September 3rd: An advertisement for an anesthetist on an NHS website, with the words ‘usual rubbish about equal opportunity employer’ – slips through the internal checks.

September 25th: Saudi women win the right to vote – but not to drive a car.

October 5th: Steve Jobs dies. The college dropout who helped popularize the personal computer and created the iPod, iPhone and iPad. His passing was nearly two months after Apple Inc., which Jobs started in a Silicon Valley garage in 1976, briefly surpassed Exxon Mobil Corp. as the most valuable publicly traded company in the world.

October 31st: The world’s population officially reaches 7 billion.

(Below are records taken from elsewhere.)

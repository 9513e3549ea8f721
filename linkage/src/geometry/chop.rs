//! Boundary crossings used by chopping connectors.
//!
//! Every function walks the segment `toward -> reference` and reports the
//! crossing nearest `toward`, so an edge arriving from outside stops at the
//! silhouette. `None` means the segment never meets the outline.

use crate::geometry::intersect::intersect_segments;
use crate::geometry::tolerance::{EPS_DENOM, EPS_LEN, EPS_POS};
use crate::model::{Point, Rect};

/// Crossing against a polyline; `closed` adds the wrap-around segment.
pub fn chop_polyline(points: &[Point], closed: bool, reference: Point, toward: Point) -> Option<Point> {
    if points.len() < 2 || toward.distance(reference) <= EPS_LEN {
        return None;
    }
    let mut best: Option<f64> = None;
    let n = points.len();
    let seg_count = if closed { n } else { n - 1 };
    for i in 0..seg_count {
        let a = points[i];
        let b = points[(i + 1) % n];
        if let Some(t) = intersect_segments(toward, reference, a, b, EPS_POS, EPS_DENOM).first_t() {
            if best.map_or(true, |bt| t < bt) {
                best = Some(t);
            }
        }
    }
    best.map(|t| {
        let t = t as f32;
        Point {
            x: toward.x + (reference.x - toward.x) * t,
            y: toward.y + (reference.y - toward.y) * t,
        }
    })
}

pub fn chop_rect(bounds: &Rect, reference: Point, toward: Point) -> Option<Point> {
    chop_polyline(&bounds.corners(), true, reference, toward)
}

/// Crossing against the ellipse inscribed in `bounds`.
pub fn chop_ellipse(bounds: &Rect, reference: Point, toward: Point) -> Option<Point> {
    let rx = 0.5 * bounds.w as f64;
    let ry = 0.5 * bounds.h as f64;
    if rx <= EPS_LEN as f64 || ry <= EPS_LEN as f64 {
        return chop_rect(bounds, reference, toward);
    }
    let c = bounds.center();
    let x0 = (toward.x - c.x) as f64 / rx;
    let y0 = (toward.y - c.y) as f64 / ry;
    let dx = (reference.x - toward.x) as f64 / rx;
    let dy = (reference.y - toward.y) as f64 / ry;
    let qa = dx * dx + dy * dy;
    if qa <= EPS_DENOM as f64 {
        return None;
    }
    let qb = 2.0 * (x0 * dx + y0 * dy);
    let qc = x0 * x0 + y0 * y0 - 1.0;
    let disc = qb * qb - 4.0 * qa * qc;
    if disc < 0.0 {
        return None;
    }
    let sq = disc.sqrt();
    let t1 = (-qb - sq) / (2.0 * qa);
    let t2 = (-qb + sq) / (2.0 * qa);
    let t = [t1, t2].into_iter().find(|t| (0.0..=1.0).contains(t))? as f32;
    Some(Point {
        x: toward.x + (reference.x - toward.x) * t,
        y: toward.y + (reference.y - toward.y) * t,
    })
}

Dec 5th: The discovery of Kepler-22b, 600 light-years away from earth. Although twice the size of the Earth, the so-called Christmas Planet is right in the "goldilocks zone" - a distance from its star that would make it neither too hot or too cold to support life. With the revelation of two more Earth-size planets a couple of weeks later, we could be on the cusp an exoplanet-discovery bonanza.

December: In the US 25 million people remain unemployed or unable to find full-time work. The unemployment rate fell from 9 percent in October to 8.6 percent in November, providing a hopeful sign. Yet the housing market remained burdened by foreclosures and falling prices in many metropolitan areas. How to fix the economy became the top campaign issue for Republican presidential contenders.

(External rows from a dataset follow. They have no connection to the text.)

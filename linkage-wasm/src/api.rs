use crate::error;
use crate::interop::{arr_f32, arr_points, arr_u32, new_obj, point_or_null, set_kv};
use crate::Drawing;
use js_sys::Float32Array;
use linkage::attributes::{AttrValue, AttributeMap};
use linkage::geometry::limits;
use linkage::{ArrowTip, Connector, EdgeRole, EdgeState, Geometry, Locator, PathNode, Point, Rect, Shape, ShapeRole, Task};
use wasm_bindgen::prelude::*;
type JsValue = wasm_bindgen::JsValue;

#[wasm_bindgen]
pub fn set_panic_hook() {
    #[cfg(feature = "console_error_panic_hook")]
    console_error_panic_hook::set_once();
}

fn role_from_u8(role: u8) -> Option<EdgeRole> {
    match role {
        0 => Some(EdgeRole::Plain),
        1 => Some(EdgeRole::Dependency),
        _ => None,
    }
}

fn state_name(s: EdgeState) -> &'static str {
    match s {
        EdgeState::Unconnected => "unconnected",
        EdgeState::PartiallyConnected => "partially_connected",
        EdgeState::Connected => "connected",
        EdgeState::Disconnected => "disconnected",
    }
}

fn check_finite(params: &[(&str, f32)]) -> Result<(), JsValue> {
    for (name, v) in params {
        if !v.is_finite() {
            return Err(error::non_finite(name));
        }
        if !limits::in_coord_bounds(*v) {
            return Err(error::out_of_range(name, limits::COORD_MIN, limits::COORD_MAX, *v));
        }
    }
    Ok(())
}

/// Locator from a plain object such as `{ type: "pathNodeLocator", index: 2 }`.
/// `undefined` and `null` give the center locator.
fn locator_from_js(v: JsValue, strict: bool) -> Result<Locator, JsValue> {
    if v.is_undefined() || v.is_null() {
        return Ok(Locator::default());
    }
    let map: AttributeMap =
        serde_wasm_bindgen::from_value(v).map_err(|e| error::invalid_locator(e.to_string()))?;
    let name = match map.get("type") {
        Some(AttrValue::Text(s)) => s.clone(),
        _ => return Err(error::invalid_locator("locator needs a 'type' name")),
    };
    let mut loc = Locator::from_element_name(&name)
        .ok_or_else(|| error::invalid_locator(format!("unknown locator type '{}'", name)))?;
    if strict {
        loc.read_attributes_strict(&map).map_err(|e| error::attribute(&e))?;
    } else {
        loc.read_attributes(&map);
    }
    Ok(loc)
}
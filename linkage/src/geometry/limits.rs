// Centralized ingestion limits to harden against untrusted documents

// Drawing size caps
pub const MAX_SHAPES: usize = 100_000;
pub const MAX_EDGES: usize = 200_000;
pub const MAX_PATH_NODES_PER_SHAPE: usize = 8_000;
pub const MAX_PATH_NODES_TOTAL: usize = 1_000_000;

// Locator attribute bounds
pub const MAX_LOCATOR_INDEX: i64 = i32::MAX as i64;
pub const MIN_LOCATOR_INDEX: i64 = i32::MIN as i64;

// Numeric bounds
pub const COORD_MIN: f32 = -10_000_000.0;
pub const COORD_MAX: f32 =  10_000_000.0;
pub const DURATION_MAX: f32 = 1.0e9;

#[inline]
pub fn in_coord_bounds(x: f32) -> bool { x.is_finite() && x >= COORD_MIN && x <= COORD_MAX }

#[inline]
pub fn in_duration_bounds(d: f32) -> bool { d.is_finite() && d >= 0.0 && d <= DURATION_MAX }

December 20th: South African media reported that between the 1st and 19th December there were 710 fatalities on South Africa's roads (one wonders, with a feeling of trepidation, what the figure will be by the end of December and after the New Year celebrations).

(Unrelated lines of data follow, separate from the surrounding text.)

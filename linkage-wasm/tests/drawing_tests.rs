use js_sys::{Array, Float32Array, Reflect};
use linkage_wasm::Drawing;
use wasm_bindgen::JsValue;
use wasm_bindgen_test::*;

wasm_bindgen_test_configure!(run_in_browser);

#[wasm_bindgen_test]
fn chopped_dependency_geometry() {
    let mut d = Drawing::new();
    let a = d.add_task(0.0, 0.0, 40.0, 20.0, "a", 2.0);
    let b = d.add_task(100.0, 0.0, 40.0, 20.0, "b", 3.0);
    let e = d.add_edge(1).unwrap();
    assert!(d.connect(e, a, JsValue::UNDEFINED, true, b, JsValue::UNDEFINED, true));

    let g = d.resolve_geometry(e);
    let start = Float32Array::from(Reflect::get(&g, &JsValue::from_str("start")).unwrap()).to_vec();
    let end = Float32Array::from(Reflect::get(&g, &JsValue::from_str("end")).unwrap()).to_vec();
    assert_eq!(start, vec![40.0, 10.0]);
    assert_eq!(end, vec![100.0, 10.0]);
    assert_eq!(d.decoration_outlines(e).length(), 8);
    assert_eq!(d.successors(a).to_vec(), vec![b]);
    assert_eq!(d.topological_order().to_vec(), vec![a, b]);
}

#[wasm_bindgen_test]
fn remove_shape_lists_detached_edges() {
    let mut d = Drawing::new();
    let a = d.add_rect(0.0, 0.0, 10.0, 10.0);
    let b = d.add_rect(50.0, 0.0, 10.0, 10.0);
    let e = d.add_edge(0).unwrap();
    assert!(d.connect(e, a, JsValue::NULL, false, b, JsValue::NULL, false));
    let detached = js_sys::Uint32Array::from(d.remove_shape(a)).to_vec();
    assert_eq!(detached, vec![e]);
    assert_eq!(d.edge_state(e).as_deref(), Some("disconnected"));
    assert!(d.remove_shape(a).is_null());
}

#[wasm_bindgen_test]
fn json_round_trip_and_schedule() {
    let mut d = Drawing::new();
    let a = d.add_task(0.0, 0.0, 40.0, 20.0, "a", 2.0);
    let b = d.add_task(100.0, 0.0, 40.0, 20.0, "b", 3.0);
    let e = d.add_edge(1).unwrap();
    assert!(d.connect(e, a, JsValue::NULL, true, b, JsValue::NULL, true));
    let json = d.to_json();

    let mut back = Drawing::new();
    assert!(back.from_json(json));
    assert_eq!(back.edge_state(e).as_deref(), Some("connected"));
    let s = back.schedule();
    let makespan = Reflect::get(&s, &JsValue::from_str("makespan")).unwrap();
    assert_eq!(makespan.as_f64(), Some(5.0));
    let critical = Array::from(&Reflect::get(&s, &JsValue::from_str("critical_path")).unwrap());
    assert_eq!(critical.length(), 2);
}
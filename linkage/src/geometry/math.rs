use crate::model::Point;
use super::tolerance::EPS_LEN;

pub fn seg_distance_sq(p: Point, a: Point, b: Point) -> (f32, f32) {
    let vx = b.x - a.x; let vy = b.y - a.y;
    let wx = p.x - a.x; let wy = p.y - a.y;
    let vv = vx*vx + vy*vy;
    let mut t = if vv > 0.0 { (wx*vx + wy*vy) / vv } else { 0.0 };
    if t < 0.0 { t = 0.0; } else if t > 1.0 { t = 1.0; }
    let projx = a.x + t * vx; let projy = a.y + t * vy;
    let dx = p.x - projx; let dy = p.y - projy;
    (dx*dx + dy*dy, t)
}

pub fn dist_point_to_seg_sq(p: Point, a: Point, b: Point) -> f32 {
    let (d2, _) = seg_distance_sq(p, a, b);
    d2
}

pub fn cubic_point(t: f32, p0: Point, p1: Point, p2: Point, p3: Point) -> Point {
    let u = 1.0 - t;
    let tt = t*t; let uu = u*u;
    let uuu = uu*u; let ttt = tt*t;
    Point {
        x: uuu*p0.x + 3.0*uu*t*p1.x + 3.0*u*tt*p2.x + ttt*p3.x,
        y: uuu*p0.y + 3.0*uu*t*p1.y + 3.0*u*tt*p2.y + ttt*p3.y,
    }
}

#[inline]
pub fn lerp(a: Point, b: Point, t: f32) -> Point {
    Point { x: a.x + (b.x - a.x) * t, y: a.y + (b.y - a.y) * t }
}

/// Unit direction from `a` to `b`, or `None` when they coincide.
pub fn direction(a: Point, b: Point) -> Option<(f32, f32)> {
    let dx = b.x - a.x; let dy = b.y - a.y;
    let len = (dx*dx + dy*dy).sqrt();
    if len > EPS_LEN { Some((dx/len, dy/len)) } else { None }
}

/// Walk a polyline and return the point at `fraction` of its total length.
pub fn point_along(points: &[Point], fraction: f32) -> Option<Point> {
    let first = *points.first()?;
    let total: f32 = points.windows(2).map(|w| w[0].distance(w[1])).sum();
    if total <= EPS_LEN { return Some(first); }
    let target = fraction * total;
    let mut acc = 0.0;
    for w in points.windows(2) {
        let seg = w[0].distance(w[1]);
        if seg > 0.0 && acc + seg >= target {
            return Some(lerp(w[0], w[1], (target - acc) / seg));
        }
        acc += seg;
    }
    points.last().copied()
}

#[cfg(test)]
mod tests {
    use super::*;

    #[test]
    fn point_along_walks_by_length() {
        let pts = [Point::new(0.0, 0.0), Point::new(10.0, 0.0), Point::new(10.0, 30.0)];
        let mid = point_along(&pts, 0.5).unwrap();
        assert!((mid.x - 10.0).abs() < 1e-4 && (mid.y - 10.0).abs() < 1e-4);
        assert_eq!(point_along(&pts, 1.0).unwrap(), Point::new(10.0, 30.0));
        assert_eq!(point_along(&pts, 0.0).unwrap(), Point::new(0.0, 0.0));
    }

    #[test]
    fn degenerate_polyline() {
        assert!(point_along(&[], 0.3).is_none());
        let p = Point::new(4.0, 5.0);
        assert_eq!(point_along(&[p, p], 0.7), Some(p));
    }

    #[test]
    fn cubic_endpoints() {
        let (a, b, c, d) = (Point::new(0.0, 0.0), Point::new(0.0, 10.0), Point::new(10.0, 10.0), Point::new(10.0, 0.0));
        assert_eq!(cubic_point(0.0, a, b, c, d), a);
        assert_eq!(cubic_point(1.0, a, b, c, d), d);
        let m = cubic_point(0.5, a, b, c, d);
        assert!((m.x - 5.0).abs() < 1e-4 && (m.y - 7.5).abs() < 1e-4);
    }
}
//! The geometry contract connectors and locators consume, and its
//! implementation for the drawing's own shapes.

use crate::geometry::chop::{chop_ellipse, chop_polyline, chop_rect};
use crate::geometry::flatten::flatten_path;
use crate::geometry::tolerance::DEFAULT_FLATTEN_TOL;
use crate::model::{Point, Rect, Shape, ShapeKind};

pub trait Geometry {
    /// Number of addressable path nodes; zero for simple shapes.
    fn node_count(&self) -> usize;
    /// Coordinate `coord` of node `index`. Callers check `index < node_count()`;
    /// an unknown selector yields the origin.
    fn point_at(&self, index: usize, coord: i32) -> Point;
    fn bounds(&self) -> Rect;
    /// Flattened path polyline (closing point included for closed paths).
    /// Empty for shapes without a path.
    fn polyline(&self) -> Vec<Point>;
    /// Where the segment from `toward` to `reference` first meets the outline.
    /// Falls back to `reference` when it never does.
    fn boundary_crossing(&self, reference: Point, toward: Point) -> Point;
}

/// A shape seen through a flattening tolerance.
#[derive(Clone, Copy, Debug)]
pub struct ShapeView<'a> {
    pub shape: &'a Shape,
    pub flatten_tol: f32,
}

impl Shape {
    pub fn view(&self, flatten_tol: f32) -> ShapeView<'_> {
        ShapeView { shape: self, flatten_tol }
    }
}

impl Geometry for ShapeView<'_> {
    fn node_count(&self) -> usize {
        self.shape.path_nodes().len()
    }

    fn point_at(&self, index: usize, coord: i32) -> Point {
        self.shape
            .path_nodes()
            .get(index)
            .and_then(|n| n.coord(coord))
            .unwrap_or(Point::ORIGIN)
    }

    fn bounds(&self) -> Rect {
        match &self.shape.kind {
            ShapeKind::Rect { bounds } | ShapeKind::Ellipse { bounds } => *bounds,
            ShapeKind::Path { nodes, closed } => {
                Rect::from_points(flatten_path(nodes, *closed, self.flatten_tol)).unwrap_or_default()
            }
        }
    }

    fn polyline(&self) -> Vec<Point> {
        match &self.shape.kind {
            ShapeKind::Path { nodes, closed } => flatten_path(nodes, *closed, self.flatten_tol),
            _ => Vec::new(),
        }
    }

    fn boundary_crossing(&self, reference: Point, toward: Point) -> Point {
        let hit = match &self.shape.kind {
            ShapeKind::Rect { bounds } => chop_rect(bounds, reference, toward),
            ShapeKind::Ellipse { bounds } => chop_ellipse(bounds, reference, toward),
            ShapeKind::Path { nodes, closed } => {
                let pts = flatten_path(nodes, *closed, self.flatten_tol);
                // flatten_path already repeats the first point on closed paths
                chop_polyline(&pts, false, reference, toward)
            }
        };
        hit.unwrap_or(reference)
    }
}

impl Geometry for Shape {
    fn node_count(&self) -> usize {
        self.view(DEFAULT_FLATTEN_TOL).node_count()
    }
    fn point_at(&self, index: usize, coord: i32) -> Point {
        self.view(DEFAULT_FLATTEN_TOL).point_at(index, coord)
    }
    fn bounds(&self) -> Rect {
        self.view(DEFAULT_FLATTEN_TOL).bounds()
    }
    fn polyline(&self) -> Vec<Point> {
        self.view(DEFAULT_FLATTEN_TOL).polyline()
    }
    fn boundary_crossing(&self, reference: Point, toward: Point) -> Point {
        self.view(DEFAULT_FLATTEN_TOL).boundary_crossing(reference, toward)
    }
}
pub mod attributes;
pub mod connector;
pub mod dependency;
pub mod edge;
pub mod error;
pub mod locator;
pub mod model;
pub mod shape;
pub mod geometry {
    pub mod chop;
    pub mod flatten;
    pub mod intersect;
    pub mod limits;
    pub mod math;
    pub mod tolerance;
}
pub mod algorithms {
    pub mod schedule;
}
mod json;

pub use connector::{Connector, ConnectorKind};
pub use dependency::DependencyTracker;
pub use edge::{ArrowTip, ConnectionEdge, Decoration, EdgeRole, EdgeState};
pub use error::{AttrError, ConnectError};
pub use locator::Locator;
pub use model::{EdgeId, PathNode, Point, Rect, Shape, ShapeId, ShapeKind, ShapeRole, Task};
pub use shape::{Geometry, ShapeView};

use geometry::tolerance::{valid_tolerance, DEFAULT_FLATTEN_TOL};

/// Owns every shape and edge of one drawing. Shapes and edges are addressed
/// by id (their slot index); removed slots stay empty so ids are never reused.
///
/// All structural mutation goes through `&mut self`, so one writer at a time
/// is enforced by the borrow checker; geometry queries take `&self`.
pub struct Drawing {
    pub(crate) shapes: Vec<Option<Shape>>,       // id is index
    pub(crate) edges: Vec<Option<ConnectionEdge>>, // id is index
    pub(crate) tracker: DependencyTracker,
    pub(crate) flatten_tol: f32,
    pub(crate) geom_ver: u64,
}

impl Default for Drawing {
    fn default() -> Self {
        Self::new()
    }
}
use wasm_bindgen::prelude::*;
mod api;
mod error;
mod interop;

#[wasm_bindgen]
pub struct Drawing {
    pub(crate) inner: linkage::Drawing,
}

impl Drawing {
    pub fn rs_new() -> Drawing {
        Drawing { inner: linkage::Drawing::new() }
    }
    pub fn rs_geom_version(&self) -> u64 {
        self.inner.geom_version()
    }
}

And in memory of a small fraction of those who said a final farewell in 2011;

6th February; Gary Moore at 58 (the former Thin Lizzy guitarist died of a heart attack while asleep on holiday in Spain);

20th March; Dorothy Young at 103 (stage assistant to Harry Houdini);

23rd March; Elizabeth Taylor at 79 (actress);

26th March; Dr Harry Coover at 94 (the inventor of Super Glue, the world’s strongest adhesive);

1st May; Sir Henry Copper at 76 (best remembered for his two momentous fights against Muhammad Ali in 1963 and 1966);

5th May; Claude Choules at 110 (the world’s last known combat veteran of World War I – after joining the navy at 15 years old);

3rd June; Jack Kevorkian at 83 (US right-to-die campaigner);

18th June; Yelena Bonner at 88 (Russian human-rights activist);

8th July; Betty Ford at 93 (former US first lady who founded the Betty Ford Center);

10th July; The News of the World at 168 (due to immoral acts);

17th July; Alex Steinweiss at 94 (inventor of the album cover);

23rd July; Amy Winehouse at 27 (way too young);

7th August; Nancy Wake at 98 (British agent and Second World War heroine);

13th September; Richard Hamilton at 89 (pop-art pioneer);

20th September; Robert Whitaker at 71 (Beatles photographer);

5th October; Steve Jobs at 56 (founder of Apple);

19th November; Basil D’Oliveira at 80 (cricketer who became a force against apartheid); and

25th December; Sue Carroll at 58 (legendary Daily Mirror Journalist - who was among the first women to break into the male dominated world of Fleet Street national newspapers).